The Euro sold off almost immediately following Draghi’s comments and is currently trading around $1.29, its first trip below the $1.30 support level in over a year. This is significant because not only does it signal a more competitive export environment for the Eurozone but also a strengthening dollar. Further strength in the greenback could be seen as the Fed moves closer to their first interest rate hike in 7 years, which, we are expecting in 2015.

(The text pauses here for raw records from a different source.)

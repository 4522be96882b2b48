//! Recording a fight result and scoring the predictions made for it.

use std::collections::BTreeSet;

use serde::Serialize;
use sqlx::PgPool;
use thiserror::Error;
use tracing::info;
use ufc_core::scoring::{pontuar, Resultado};
use ufc_core::{Luta, Previsao};
use ufc_storage::db::{lutas, previsoes, ranking};
use uuid::Uuid;

#[derive(Debug, Error)]
pub enum ResultError {
    #[error("luta não encontrada")]
    NotFound,
    #[error("vencedor precisa ser um dos lutadores da luta")]
    InvalidWinner,
    #[error(transparent)]
    Db(#[from] sqlx::Error),
}

#[derive(Debug, Clone, Serialize)]
pub struct ResultadoRegistrado {
    pub luta: Luta,
    pub previsoes_pontuadas: u64,
    pub ranking_atualizado: u64,
}

/// `(previsao id, pontos, acertou)` for each prediction.
pub fn score_all(previsoes: &[Previsao], resultado: &Resultado) -> Vec<(Uuid, i32, bool)> {
    previsoes
        .iter()
        .map(|p| {
            let score = pontuar(
                p.vencedor_previsto_id,
                p.metodo_previsto.as_deref(),
                p.round_previsto,
                resultado,
            );
            (p.id, score.pontos, score.acertou)
        })
        .collect()
}

fn fingerprints(previsoes: &[Previsao]) -> Vec<String> {
    previsoes
        .iter()
        .map(|p| p.fingerprint.clone())
        .collect::<BTreeSet<_>>()
        .into_iter()
        .collect()
}

/// Writes the result, scores the fight's predictions and refreshes the
/// affected ranking rows in one transaction. Recording a result twice
/// rescores from scratch.
pub async fn record_result(
    pool: &PgPool,
    luta_id: Uuid,
    resultado: &Resultado,
    tempo: Option<&str>,
) -> Result<ResultadoRegistrado, ResultError> {
    let current = lutas::find(pool, luta_id).await?.ok_or(ResultError::NotFound)?;
    if resultado.vencedor_id != current.lutador1_id && resultado.vencedor_id != current.lutador2_id {
        return Err(ResultError::InvalidWinner);
    }

    let mut tx = pool.begin().await?;
    let luta = lutas::record_result(&mut *tx, luta_id, resultado, tempo)
        .await?
        .ok_or(ResultError::NotFound)?;
    let feitas = previsoes::list_by_luta(&mut *tx, luta_id).await?;
    let mut previsoes_pontuadas = 0;
    for (id, pontos, acertou) in score_all(&feitas, resultado) {
        previsoes_pontuadas += previsoes::set_score(&mut *tx, id, pontos, acertou).await?;
    }
    let ranking_atualizado = ranking::refresh(&mut *tx, &fingerprints(&feitas)).await?;
    tx.commit().await?;

    info!(
        luta_id = %luta_id,
        vencedor_id = %resultado.vencedor_id,
        previsoes_pontuadas,
        ranking_atualizado,
        "fight result recorded"
    );
    Ok(ResultadoRegistrado {
        luta,
        previsoes_pontuadas,
        ranking_atualizado,
    })
}
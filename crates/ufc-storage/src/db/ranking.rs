use sqlx::{PgConnection, PgPool};
use ufc_core::scoring::precisao;
use ufc_core::RankingPrevisor;

pub async fn top(pool: &PgPool, limit: i64) -> Result<Vec<RankingPrevisor>, sqlx::Error> {
    sqlx::query_as::<_, RankingPrevisor>(
        r#"
        SELECT *
          FROM ranking_previsores
         WHERE total_previsoes > 0
         ORDER BY pontos DESC, precisao DESC, fingerprint ASC
         LIMIT $1
        "#,
    )
    .bind(limit)
    .fetch_all(pool)
    .await
}

#[derive(Debug, Clone, sqlx::FromRow)]
struct Totais {
    fingerprint: String,
    pontos: i64,
    total: i64,
    acertos: i64,
}

/// Rebuilds the ranking rows for the given fingerprints from their scored
/// predictions; a fingerprint left with no scored prediction loses its row.
/// Returns how many rows were written or removed.
pub async fn refresh(conn: &mut PgConnection, fingerprints: &[String]) -> Result<u64, sqlx::Error> {
    if fingerprints.is_empty() {
        return Ok(0);
    }
    let totais = sqlx::query_as::<_, Totais>(
        r#"
        SELECT fingerprint,
               COALESCE(SUM(pontos), 0)::BIGINT AS pontos,
               COUNT(*) AS total,
               COUNT(*) FILTER (WHERE acertou) AS acertos
          FROM previsoes
         WHERE fingerprint = ANY($1)
           AND pontos IS NOT NULL
         GROUP BY fingerprint
        "#,
    )
    .bind(fingerprints)
    .fetch_all(&mut *conn)
    .await?;
    let removed = sqlx::query(
        r#"
        DELETE FROM ranking_previsores r
         WHERE r.fingerprint = ANY($1)
           AND NOT EXISTS (
               SELECT 1 FROM previsoes p
                WHERE p.fingerprint = r.fingerprint AND p.pontos IS NOT NULL
           )
        "#,
    )
    .bind(fingerprints)
    .execute(&mut *conn)
    .await?
    .rows_affected();
    Ok(removed + write_rows(conn, &totais).await?)
}

pub async fn recompute_all(conn: &mut PgConnection) -> Result<u64, sqlx::Error> {
    let totais = sqlx::query_as::<_, Totais>(
        r#"
        SELECT fingerprint,
               COALESCE(SUM(pontos), 0)::BIGINT AS pontos,
               COUNT(*) AS total,
               COUNT(*) FILTER (WHERE acertou) AS acertos
          FROM previsoes
         WHERE pontos IS NOT NULL
         GROUP BY fingerprint
        "#,
    )
    .fetch_all(&mut *conn)
    .await?;
    sqlx::query("DELETE FROM ranking_previsores")
        .execute(&mut *conn)
        .await?;
    write_rows(conn, &totais).await
}

async fn write_rows(conn: &mut PgConnection, totais: &[Totais]) -> Result<u64, sqlx::Error> {
    let mut written = 0;
    for row in totais {
        written += sqlx::query(
            r#"
            INSERT INTO ranking_previsores (fingerprint, pontos, total_previsoes, acertos, precisao, updated_at)
            VALUES ($1, $2, $3, $4, $5, NOW())
            ON CONFLICT (fingerprint) DO UPDATE
               SET pontos = EXCLUDED.pontos,
                   total_previsoes = EXCLUDED.total_previsoes,
                   acertos = EXCLUDED.acertos,
                   precisao = EXCLUDED.precisao,
                   updated_at = NOW()
            "#,
        )
        .bind(&row.fingerprint)
        .bind(row.pontos)
        .bind(row.total)
        .bind(row.acertos)
        .bind(precisao(row.acertos, row.total))
        .execute(&mut *conn)
        .await?
        .rows_affected();
    }
    Ok(written)
}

While the ECB exhibits signs of a more accommodative monetary stance, the Federal Reserve looks to take a step towards the other side of the spectrum as it gets ready to unwind its own quantitative easing program in October. While the scale of the ECB’s asset purchases is unknown, the world’s second largest central bank will be providing liquidity that could help to offset the moves taken by the Fed and keep downward pressure on global interest rates. Given the importance of interest rates in asset pricing and the many moving parts in the global economy, we suggest a careful review of how your portfolio may be affected over the next 12 months.